ImageIn cinemas Thursday [PG]

Director: Tim Burton

Runtime: 109mins

Tim Burton’s Alice isn’t a re-make but a sequel to Lewis Carroll’s beloved books, bringing a teenage Alice (Mia Wasikowska) back to Wonderland to repair the damage done in her absence by the Red Queen (Helena Bonham Carter). Helping her out, while trying to convince her this isn’t all a repeat of a dream she had when she was younger, are characters like the Cheshire Cat (Stephen Fry), the Caterpillar (Alan Rickman) and, of course, the Mad Hatter (Johnny Depp).

Depp is always charming playing these cartoonish fops, this time flip-flopping between a mad lisp and an enraged Scottish brogue as if he’s got multiple personalities. Carter plays the Red Queen as a big-headed homage to Miranda Richardson’s Queen of Hearts from the 1999 version, screeching, “Off with their heads!” constantly. The British character actors roped in to voice the CG cast do a lot of the heavy lifting – as well as the dependable Fry and Rickman there’s Paul Whitehouse from The Fast Show and Matt Lucas from Little Britain. Unfortunately, Wasikowska’s Alice doesn’t have the common-sense bossiness of the character from the books and so doesn’t rail against these mad characters.

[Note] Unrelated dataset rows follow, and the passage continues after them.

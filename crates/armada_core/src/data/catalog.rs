//! The catalog: every definition table, indexed by position and by name.

use std::collections::{HashMap, HashSet};

use serde::{Deserialize, Serialize};

use super::armament_data::{ArmamentBehavior, ArmamentDef, SlotKind, Usage, SENTINEL_COUNT};
use super::field_data::{AsteroidDef, CollectableDef};
use super::ordnance_data::{MineDef, MissileDef};
use super::unit_data::UnitDef;
use crate::error::{GameError, Result};
use crate::math::Fixed;

/// Raw catalog tables as authored in a data file.
///
/// # Example RON
///
/// ```ron
/// CatalogData(
///     units: [...],
///     armaments: [...],
///     missiles: [...],
///     mines: [...],
///     asteroids: [...],
///     collectables: [...],
/// )
/// ```
#[derive(Debug, Clone, Default, Serialize, Deserialize)]
pub struct CatalogData {
    /// Unit hulls.
    pub units: Vec<UnitDef>,
    /// Armaments; indices 0..=4 must be the empty-slot sentinels.
    pub armaments: Vec<ArmamentDef>,
    /// Missiles referenced by launchers.
    #[serde(default)]
    pub missiles: Vec<MissileDef>,
    /// Mines referenced by mine layers.
    #[serde(default)]
    pub mines: Vec<MineDef>,
    /// Asteroid kinds.
    #[serde(default)]
    pub asteroids: Vec<AsteroidDef>,
    /// Collectable kinds.
    #[serde(default)]
    pub collectables: Vec<CollectableDef>,
}

impl CatalogData {
    /// Validate internal consistency of the tables.
    ///
    /// Checks for:
    /// - Sentinels at armament indices 0..=4 in slot-kind order
    /// - Unique names within each table
    /// - Loadouts that reference valid, slot-compatible armaments
    /// - Launcher and layer references into the missile and mine tables
    /// - Positive radii, masses and difficulties
    ///
    /// Returns a list of validation errors.
    #[must_use]
    pub fn validate(&self) -> Vec<String> {
        let mut errors = Vec::new();

        for (index, kind) in SlotKind::ALL.iter().enumerate() {
            match self.armaments.get(index) {
                Some(def) if def.is_empty() && def.slot == *kind => {}
                Some(def) => errors.push(format!(
                    "Armament {index} ('{}') must be the empty {} sentinel",
                    def.name,
                    kind.name()
                )),
                None => errors.push(format!("Missing empty {} sentinel at {index}", kind.name())),
            }
        }

        check_unique("unit", self.units.iter().map(|d| d.name.as_str()), &mut errors);
        check_unique(
            "armament",
            self.armaments.iter().map(|d| d.name.as_str()),
            &mut errors,
        );
        check_unique("missile", self.missiles.iter().map(|d| d.name.as_str()), &mut errors);
        check_unique("mine", self.mines.iter().map(|d| d.name.as_str()), &mut errors);
        check_unique(
            "asteroid",
            self.asteroids.iter().map(|d| d.name.as_str()),
            &mut errors,
        );
        check_unique(
            "collectable",
            self.collectables.iter().map(|d| d.name.as_str()),
            &mut errors,
        );

        for unit in &self.units {
            if unit.radius <= Fixed::ZERO || unit.mass <= Fixed::ZERO {
                errors.push(format!("Unit '{}' needs positive radius and mass", unit.name));
            }
            if unit.health <= Fixed::ZERO || unit.energy < Fixed::ZERO {
                errors.push(format!("Unit '{}' has invalid health or energy", unit.name));
            }
            if !unit.loadout.is_empty() && unit.loadout.len() != unit.slots.len() {
                errors.push(format!(
                    "Unit '{}' loadout has {} entries for {} slots",
                    unit.name,
                    unit.loadout.len(),
                    unit.slots.len()
                ));
            }
            for (slot, &armament) in unit.loadout.iter().enumerate() {
                let Some(kind) = unit.slots.get(slot) else {
                    continue;
                };
                match self.armaments.get(armament) {
                    Some(def) if def.slot == *kind => {}
                    Some(def) => errors.push(format!(
                        "Unit '{}' slot {slot} is {} but loads '{}' ({})",
                        unit.name,
                        kind.name(),
                        def.name,
                        def.slot.name()
                    )),
                    None => errors.push(format!(
                        "Unit '{}' slot {slot} loads unknown armament {armament}",
                        unit.name
                    )),
                }
            }
        }

        for (index, def) in self.armaments.iter().enumerate().skip(SENTINEL_COUNT) {
            self.validate_armament(def, index, &mut errors);
        }

        for missile in &self.missiles {
            if missile.radius <= Fixed::ZERO || missile.lifetime == 0 {
                errors.push(format!(
                    "Missile '{}' needs positive radius and lifetime",
                    missile.name
                ));
            }
        }

        for mine in &self.mines {
            if mine.radius <= Fixed::ZERO || mine.lifetime == 0 {
                errors.push(format!("Mine '{}' needs positive radius and lifetime", mine.name));
            }
        }

        for asteroid in &self.asteroids {
            if asteroid.difficulty <= Fixed::ZERO {
                errors.push(format!(
                    "Asteroid '{}' needs a positive difficulty",
                    asteroid.name
                ));
            }
        }

        errors
    }

    fn validate_armament(&self, def: &ArmamentDef, index: usize, errors: &mut Vec<String>) {
        if def.is_empty() {
            errors.push(format!(
                "Armament {index} ('{}') is empty outside the sentinel range",
                def.name
            ));
        }
        if def.usage == Usage::Ammo && def.max_ammo.unwrap_or(0) == 0 {
            errors.push(format!("Armament '{}' uses ammo but has no magazine", def.name));
        }
        if def.cost < Fixed::ZERO {
            errors.push(format!("Armament '{}' has a negative cost", def.name));
        }

        match &def.behavior {
            ArmamentBehavior::MissileLauncher { missile } if *missile >= self.missiles.len() => {
                errors.push(format!(
                    "Armament '{}' launches unknown missile {missile}",
                    def.name
                ));
            }
            ArmamentBehavior::MineLayer { mine } if *mine >= self.mines.len() => {
                errors.push(format!("Armament '{}' lays unknown mine {mine}", def.name));
            }
            ArmamentBehavior::Tractor { max_targets: 0, .. } => {
                errors.push(format!("Tractor '{}' needs at least one target", def.name));
            }
            ArmamentBehavior::PulseEmitter { delay: 0, .. } => {
                errors.push(format!("Pulse emitter '{}' needs a delay", def.name));
            }
            ArmamentBehavior::Cannon { lifetime: 0, .. } => {
                errors.push(format!("Cannon '{}' needs a projectile lifetime", def.name));
            }
            _ => {}
        }
    }
}

fn check_unique<'a>(table: &str, names: impl Iterator<Item = &'a str>, errors: &mut Vec<String>) {
    let mut seen = HashSet::new();
    for name in names {
        if !seen.insert(name) {
            errors.push(format!("Duplicate {table} name '{name}'"));
        }
    }
}

fn index_names<'a>(names: impl Iterator<Item = &'a str>) -> HashMap<String, usize> {
    names
        .enumerate()
        .map(|(index, name)| (name.to_string(), index))
        .collect()
}

/// Validated, read-only definition tables.
///
/// Built once at startup; indices into it are stable for the lifetime of
/// the process and are the only cross-references the engine uses.
#[derive(Debug, Clone)]
pub struct Catalog {
    data: CatalogData,
    unit_names: HashMap<String, usize>,
    armament_names: HashMap<String, usize>,
    missile_names: HashMap<String, usize>,
    mine_names: HashMap<String, usize>,
    asteroid_names: HashMap<String, usize>,
    collectable_names: HashMap<String, usize>,
}

impl Catalog {
    /// Validate the tables and build the name indices.
    ///
    /// # Errors
    ///
    /// Returns [`GameError::CatalogInvalid`] listing every problem found.
    pub fn new(data: CatalogData) -> Result<Self> {
        let errors = data.validate();
        if !errors.is_empty() {
            return Err(GameError::CatalogInvalid(errors));
        }

        let catalog = Self {
            unit_names: index_names(data.units.iter().map(|d| d.name.as_str())),
            armament_names: index_names(data.armaments.iter().map(|d| d.name.as_str())),
            missile_names: index_names(data.missiles.iter().map(|d| d.name.as_str())),
            mine_names: index_names(data.mines.iter().map(|d| d.name.as_str())),
            asteroid_names: index_names(data.asteroids.iter().map(|d| d.name.as_str())),
            collectable_names: index_names(data.collectables.iter().map(|d| d.name.as_str())),
            data,
        };

        tracing::info!(
            units = catalog.data.units.len(),
            armaments = catalog.data.armaments.len(),
            missiles = catalog.data.missiles.len(),
            mines = catalog.data.mines.len(),
            "Catalog loaded"
        );

        Ok(catalog)
    }

    /// Parse and validate a RON catalog.
    ///
    /// # Errors
    ///
    /// Returns [`GameError::CatalogParse`] on malformed text and
    /// [`GameError::CatalogInvalid`] on failed validation.
    pub fn from_ron_str(source_name: &str, text: &str) -> Result<Self> {
        let data: CatalogData = ron::from_str(text).map_err(|e| GameError::CatalogParse {
            source_name: source_name.to_string(),
            message: e.to_string(),
        })?;
        Self::new(data)
    }

    /// The raw tables.
    #[must_use]
    pub fn data(&self) -> &CatalogData {
        &self.data
    }

    /// Unit definition by index.
    #[must_use]
    pub fn unit(&self, index: usize) -> Option<&UnitDef> {
        self.data.units.get(index)
    }

    /// Armament definition by index.
    #[must_use]
    pub fn armament(&self, index: usize) -> Option<&ArmamentDef> {
        self.data.armaments.get(index)
    }

    /// Missile definition by index.
    #[must_use]
    pub fn missile(&self, index: usize) -> Option<&MissileDef> {
        self.data.missiles.get(index)
    }

    /// Mine definition by index.
    #[must_use]
    pub fn mine(&self, index: usize) -> Option<&MineDef> {
        self.data.mines.get(index)
    }

    /// Asteroid definition by index.
    #[must_use]
    pub fn asteroid(&self, index: usize) -> Option<&AsteroidDef> {
        self.data.asteroids.get(index)
    }

    /// Collectable definition by index.
    #[must_use]
    pub fn collectable(&self, index: usize) -> Option<&CollectableDef> {
        self.data.collectables.get(index)
    }

    /// Unit definition index by name.
    #[must_use]
    pub fn unit_index(&self, name: &str) -> Option<usize> {
        self.unit_names.get(name).copied()
    }

    /// Armament index by name.
    #[must_use]
    pub fn armament_index(&self, name: &str) -> Option<usize> {
        self.armament_names.get(name).copied()
    }

    /// Missile index by name.
    #[must_use]
    pub fn missile_index(&self, name: &str) -> Option<usize> {
        self.missile_names.get(name).copied()
    }

    /// Mine index by name.
    #[must_use]
    pub fn mine_index(&self, name: &str) -> Option<usize> {
        self.mine_names.get(name).copied()
    }

    /// Asteroid definition index by name.
    #[must_use]
    pub fn asteroid_index(&self, name: &str) -> Option<usize> {
        self.asteroid_names.get(name).copied()
    }

    /// Collectable definition index by name.
    #[must_use]
    pub fn collectable_index(&self, name: &str) -> Option<usize> {
        self.collectable_names.get(name).copied()
    }
}

#[cfg(test)]
mod tests {
    use super::*;
    use crate::data::{MissileEffect, Targeting};

    fn create_test_catalog_data() -> CatalogData {
        let mut armaments: Vec<ArmamentDef> =
            SlotKind::ALL.iter().map(|k| ArmamentDef::sentinel(*k)).collect();
        armaments.push(ArmamentDef {
            name: "Dart Rack".to_string(),
            slot: SlotKind::Normal,
            usage: Usage::Ammo,
            targeted: Targeting::Untargeted,
            cost: Fixed::ZERO,
            tier: 1,
            price: 100,
            max_ammo: Some(4),
            reload: 20,
            behavior: ArmamentBehavior::MissileLauncher { missile: 0 },
        });

        CatalogData {
            units: vec![UnitDef {
                name: "Corvette".to_string(),
                health: Fixed::from_num(100),
                speed: Fixed::from_num(4),
                energy: Fixed::from_num(10),
                energy_regen: Fixed::from_num(0.02),
                mass: Fixed::from_num(10),
                radius: Fixed::from_num(8),
                turn_rate: Fixed::from_num(0.08),
                acceleration: Fixed::from_num(0.2),
                slots: vec![SlotKind::Normal, SlotKind::Utility],
                loadout: vec![5, 1],
                hardpoints: Some(2),
                dockable: false,
                cargo: Fixed::from_num(4),
            }],
            armaments,
            missiles: vec![MissileDef {
                name: "Dart".to_string(),
                speed: Fixed::from_num(6),
                turn_rate: Fixed::ZERO,
                radius: Fixed::from_num(2),
                lifetime: 60,
                guided: false,
                blast_radius: Fixed::from_num(20),
                effect: MissileEffect::Damage {
                    amount: Fixed::from_num(15),
                },
            }],
            ..Default::default()
        }
    }

    #[test]
    fn test_validate_valid_data() {
        let data = create_test_catalog_data();
        let errors = data.validate();
        assert!(errors.is_empty(), "Errors: {:?}", errors);
    }

    #[test]
    fn test_lookup_by_name_and_index() {
        let catalog = Catalog::new(create_test_catalog_data()).unwrap();
        let index = catalog.armament_index("Dart Rack").unwrap();
        assert_eq!(index, 5);
        assert_eq!(catalog.armament(index).unwrap().max_ammo, Some(4));
        assert_eq!(catalog.unit_index("Corvette"), Some(0));
        assert!(catalog.unit_index("Dreadnought").is_none());
    }

    #[test]
    fn test_missing_sentinel_is_fatal() {
        let mut data = create_test_catalog_data();
        data.armaments.swap(0, 5);

        let errors = data.validate();
        assert!(errors.iter().any(|e| e.contains("sentinel")));
        assert!(Catalog::new(data).is_err());
    }

    #[test]
    fn test_incompatible_loadout_is_reported() {
        let mut data = create_test_catalog_data();
        data.units[0].loadout = vec![5, 5];

        let errors = data.validate();
        assert!(errors.iter().any(|e| e.contains("slot 1 is utility")));
    }

    #[test]
    fn test_unknown_missile_reference_is_reported() {
        let mut data = create_test_catalog_data();
        data.missiles.clear();

        let errors = data.validate();
        assert!(errors.iter().any(|e| e.contains("unknown missile")));
    }

    #[test]
    fn test_duplicate_names_are_reported() {
        let mut data = create_test_catalog_data();
        let copy = data.units[0].clone();
        data.units.push(copy);

        let errors = data.validate();
        assert!(errors.iter().any(|e| e.contains("Duplicate unit name")));
    }

    #[test]
    fn test_parse_error_names_source() {
        let err = Catalog::from_ron_str("broken.ron", "CatalogData(").unwrap_err();
        assert!(err.to_string().contains("broken.ron"));
    }
}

As for the story, rather than another surreal picaresque ramble, a generic fantasy plot has been bolted on. You know the one – a chosen one has to fulfil a prophecy by finding a magic sword to kill a dragon with, thus restoring the rightful monarch – and it’s dutifully ticked off step by step here. Well, the dragon is called the Jabberwock, but otherwise it’s by the numbers. Everything in Wonderland, renamed Underland, has been given a name as well, and they’re the kind of sub-Harry Potter names that reinforce the resemblance to a knock-off fantasy novel with a map in the front. The drink that makes Alice shrink is called Pishsalver; the Red Queen lives in Salazen Grum; the Caterpillar’s named Absolem – none of them have the fairytale whimsy or linguistic playfulness of Lewis Carroll.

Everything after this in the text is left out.